Nevermind the latest political trends -- Latinos are all about their faith and family values, a new survey says.
“Hispanic America: Faith, Values & Priorities,” a study conducted by Barna Group in partnership with American Bible Society, the National Hispanic Christian Leadership Conference and OneHope, says Hispanics believe a traditional family is the main building block for a healthy community, and that their most important contribution to American society is the commitment they have to their own.
The news provides a silver lining for conservatives looking to appeal to the growing Latino vote after Mitt Romney's poor performance among Hispanics played a major role in costing him the presidential election.
"Faith and family are the main building blocks of Hispanic Americans,“ Rev. Samuel Rodriguez, president of the National Hispanic Christian Leadership Conference said in a statement. "The 2012 election catapulted the importance of the Latino demographic to the proverbial stratosphere."
Exit polls indicated that Latinos have grown increasingly liberal on social issues, with almost six in 10 Hispanic voters saying they support legalizing gay marriage in their state.
But the "Hispanic America" survey showed that traditional religious and cultural attitudes remain engrained, despite evolving political stances.
For many immigrant families, leaving their home countries forces them to turn to their faith in an effort to seek out familiar faces. In the United States, church becomes a safe haven. According to the study, half of parents with kids at home (52 percent), and about three-fifths of grandparents (58 percent) say the church is very important when raising their children.

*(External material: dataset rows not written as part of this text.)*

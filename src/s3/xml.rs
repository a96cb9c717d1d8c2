//! S3 XML documents
//!
//! Request and response bodies for the multipart and listing APIs, mapped
//! with `quick-xml`'s serde support. Only the elements this crate reads are
//! declared; anything else in a response is ignored.

use super::S3ClientError;
use serde::{Deserialize, Serialize};
use std::collections::BTreeMap;

pub fn from_xml<'de, T: Deserialize<'de>>(body: &'de str) -> Result<T, S3ClientError> {
    quick_xml::de::from_str(body)
        .map_err(|e| S3ClientError::ResponseError(format!("malformed XML: {}", e)))
}

/// Whether a body is an `<Error>` document
pub fn is_error_document(body: &str) -> bool {
    let trimmed = body.trim_start();
    let trimmed = match trimmed.strip_prefix("<?xml") {
        Some(rest) => rest.split_once("?>").map(|(_, r)| r.trim_start()).unwrap_or(rest),
        None => trimmed,
    };
    trimmed.starts_with("<Error>") || trimmed.starts_with("<Error ")
}

// ============================================================================
// Errors
// ============================================================================

#[derive(Debug, Deserialize, Default)]
#[serde(rename_all = "PascalCase")]
pub struct ErrorResponse {
    #[serde(default)]
    pub code: String,
    #[serde(default)]
    pub message: String,
    #[serde(default)]
    pub resource: Option<String>,
    #[serde(default)]
    pub request_id: Option<String>,
}

// ============================================================================
// Multipart
// ============================================================================

#[derive(Debug, Deserialize)]
#[serde(rename_all = "PascalCase")]
pub struct InitiateMultipartUploadResult {
    #[serde(default)]
    pub bucket: String,
    #[serde(default)]
    pub key: String,
    pub upload_id: String,
}

#[derive(Debug, Serialize)]
#[serde(rename = "CompleteMultipartUpload")]
pub struct CompleteMultipartUpload {
    #[serde(rename = "Part")]
    pub parts: Vec<CompletePart>,
}

#[derive(Debug, Serialize)]
#[serde(rename_all = "PascalCase")]
pub struct CompletePart {
    pub part_number: u32,
    #[serde(rename = "ETag")]
    pub etag: String,
    #[serde(rename = "ChecksumCRC32", skip_serializing_if = "Option::is_none")]
    pub checksum_crc32: Option<String>,
    #[serde(rename = "ChecksumCRC32C", skip_serializing_if = "Option::is_none")]
    pub checksum_crc32c: Option<String>,
    #[serde(rename = "ChecksumSHA1", skip_serializing_if = "Option::is_none")]
    pub checksum_sha1: Option<String>,
    #[serde(rename = "ChecksumSHA256", skip_serializing_if = "Option::is_none")]
    pub checksum_sha256: Option<String>,
}

#[derive(Debug, Deserialize)]
#[serde(rename_all = "PascalCase")]
pub struct CompleteMultipartUploadResult {
    #[serde(default)]
    pub location: Option<String>,
    #[serde(default)]
    pub bucket: String,
    #[serde(default)]
    pub key: String,
    #[serde(rename = "ETag", default)]
    pub etag: String,
}

// ============================================================================
// Listing
// ============================================================================

#[derive(Debug, Deserialize, Default, Clone)]
#[serde(rename_all = "PascalCase")]
pub struct Owner {
    #[serde(rename = "ID", default)]
    pub id: String,
    #[serde(default)]
    pub display_name: String,
}

#[derive(Debug, Deserialize)]
#[serde(rename_all = "PascalCase")]
pub struct CommonPrefix {
    pub prefix: String,
}

/// One `<Contents>` element of a bucket listing
#[derive(Debug, Deserialize)]
#[serde(rename_all = "PascalCase")]
pub struct ObjectContents {
    pub key: String,
    #[serde(default)]
    pub last_modified: Option<String>,
    #[serde(rename = "ETag", default)]
    pub etag: String,
    #[serde(default)]
    pub size: u64,
    #[serde(default)]
    pub storage_class: Option<String>,
    #[serde(default)]
    pub owner: Option<Owner>,
    #[serde(default)]
    pub user_metadata: Option<BTreeMap<String, String>>,
    #[serde(default)]
    pub user_tags: Option<String>,
}

/// `ListObjectsV2` response
#[derive(Debug, Deserialize)]
#[serde(rename_all = "PascalCase")]
pub struct ListBucketV2Result {
    #[serde(default)]
    pub is_truncated: bool,
    #[serde(default)]
    pub next_continuation_token: Option<String>,
    #[serde(default)]
    pub encoding_type: Option<String>,
    #[serde(rename = "Contents", default)]
    pub contents: Vec<ObjectContents>,
    #[serde(rename = "CommonPrefixes", default)]
    pub common_prefixes: Vec<CommonPrefix>,
}

/// `ListObjects` (v1) response
#[derive(Debug, Deserialize)]
#[serde(rename_all = "PascalCase")]
pub struct ListBucketV1Result {
    #[serde(default)]
    pub is_truncated: bool,
    #[serde(default)]
    pub next_marker: Option<String>,
    #[serde(default)]
    pub encoding_type: Option<String>,
    #[serde(rename = "Contents", default)]
    pub contents: Vec<ObjectContents>,
    #[serde(rename = "CommonPrefixes", default)]
    pub common_prefixes: Vec<CommonPrefix>,
}

/// One `<Version>` or `<DeleteMarker>` element
#[derive(Debug, Deserialize)]
#[serde(rename_all = "PascalCase")]
pub struct ObjectVersion {
    pub key: String,
    #[serde(default)]
    pub version_id: String,
    #[serde(default)]
    pub is_latest: bool,
    #[serde(default)]
    pub is_delete_marker: bool,
    #[serde(default)]
    pub last_modified: Option<String>,
    #[serde(rename = "ETag", default)]
    pub etag: String,
    #[serde(default)]
    pub size: u64,
    #[serde(default)]
    pub storage_class: Option<String>,
    #[serde(default)]
    pub owner: Option<Owner>,
    #[serde(default)]
    pub user_metadata: Option<BTreeMap<String, String>>,
    #[serde(default)]
    pub user_tags: Option<String>,
}

/// `ListObjectVersions` response
#[derive(Debug, Deserialize)]
#[serde(rename_all = "PascalCase")]
pub struct ListVersionsResult {
    #[serde(default)]
    pub is_truncated: bool,
    #[serde(default)]
    pub next_key_marker: Option<String>,
    #[serde(default)]
    pub next_version_id_marker: Option<String>,
    #[serde(default)]
    pub encoding_type: Option<String>,
    #[serde(rename = "Version", default)]
    pub versions: Vec<ObjectVersion>,
    #[serde(rename = "CommonPrefixes", default)]
    pub common_prefixes: Vec<CommonPrefix>,
}

impl ListVersionsResult {
    /// Parse a versions listing, keeping versions and delete markers in
    /// document order.
    ///
    /// Delete markers are rewritten as `<Version>` elements flagged with
    /// `IsDeleteMarker` so both kinds land in one ordered list.
    pub fn parse(body: &str) -> Result<Self, S3ClientError> {
        let folded = body
            .replace(
                "<DeleteMarker>",
                "<Version><IsDeleteMarker>true</IsDeleteMarker>",
            )
            .replace("</DeleteMarker>", "</Version>");
        from_xml(&folded)
    }
}

#[derive(Debug, Deserialize)]
#[serde(rename_all = "PascalCase")]
pub struct MultipartUpload {
    pub key: String,
    pub upload_id: String,
    #[serde(default)]
    pub initiated: Option<String>,
    #[serde(default)]
    pub storage_class: Option<String>,
    #[serde(default)]
    pub initiator: Option<Owner>,
    #[serde(default)]
    pub owner: Option<Owner>,
}

/// `ListMultipartUploads` response
#[derive(Debug, Deserialize)]
#[serde(rename_all = "PascalCase")]
pub struct ListMultipartUploadsResult {
    #[serde(default)]
    pub is_truncated: bool,
    #[serde(default)]
    pub next_key_marker: Option<String>,
    #[serde(default)]
    pub next_upload_id_marker: Option<String>,
    #[serde(default)]
    pub encoding_type: Option<String>,
    #[serde(rename = "Upload", default)]
    pub uploads: Vec<MultipartUpload>,
    #[serde(rename = "CommonPrefixes", default)]
    pub common_prefixes: Vec<CommonPrefix>,
}

#[derive(Debug, Deserialize)]
#[serde(rename_all = "PascalCase")]
pub struct UploadedPart {
    pub part_number: u32,
    #[serde(rename = "ETag", default)]
    pub etag: String,
    #[serde(default)]
    pub size: u64,
    #[serde(default)]
    pub last_modified: Option<String>,
    #[serde(rename = "ChecksumCRC32", default)]
    pub checksum_crc32: Option<String>,
    #[serde(rename = "ChecksumCRC32C", default)]
    pub checksum_crc32c: Option<String>,
    #[serde(rename = "ChecksumSHA1", default)]
    pub checksum_sha1: Option<String>,
    #[serde(rename = "ChecksumSHA256", default)]
    pub checksum_sha256: Option<String>,
}

/// `ListParts` response
#[derive(Debug, Deserialize)]
#[serde(rename_all = "PascalCase")]
pub struct ListPartsResult {
    #[serde(default)]
    pub is_truncated: bool,
    #[serde(default)]
    pub next_part_number_marker: Option<u32>,
    #[serde(rename = "Part", default)]
    pub parts: Vec<UploadedPart>,
}

/// `GetBucketLocation` response
#[derive(Debug, Deserialize)]
pub struct LocationConstraint {
    #[serde(rename = "$text", default)]
    pub region: String,
}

Latino households also apply fundamental Christian values when educating their children. The findings point toward great respect for marriage within Latino culture, with 69 percent of the respondents saying that a child will be better taken care of if he or she lives with married parents, and 66 percent agreeing with the traditional definition of marriage as between a man and a woman.
Moreover, 60 percent say that sex should only take place within the context of marriage, and divorce should only be accepted in cases of adultery (70 percent), abuse (68 percent) or lack of love (53 percent).
But while religion might be fundamental for the Latino community, Hispanics don't always rely on the Bible when making daily decisions. Some 59 percent of Latinos say the Bible is true in all it teaches, but only 22 percent say they make choices based on the book's principles.
In an interview with ChristianPost.com, David Kinnaman, president of Barna Group, assured that although Latinos hold a very high view of the Bible, just 8 percent of Latinos are really “engaged with the Bible" compared to 21 percent of all Americans. This is for him the "biggest gap between what Latinos say of themselves and how they actually think and behave.”
Some 31 percent of Latinos confessed that they just didn’t have enough time to read the Bible, and another 12 percent said they just weren't attracted to the book.
The authors noted, however, that the tendency might result from lack of clarity of how to apply the Scriptures in their everyday lives, due to the outdated Spanish translations available.
“Most Hispanic churches in the United States continue to use the 1960 Reina Valera Bible translation”, Rev. Emilio Reyes, vice president for Multi-Language Ministries at American Bible Society told ChristianPost.com, calling the translation "difficult to understand."
But if religion remains an important part of most Latinos' identities, ethnicity trumps it. Respondents found themselves more inclined to refer to themselves first as "Hispanic" or "Latino", before "Christian," "Catholic," or "American." Some 97 percent said they're proud of their Hispanic heritage.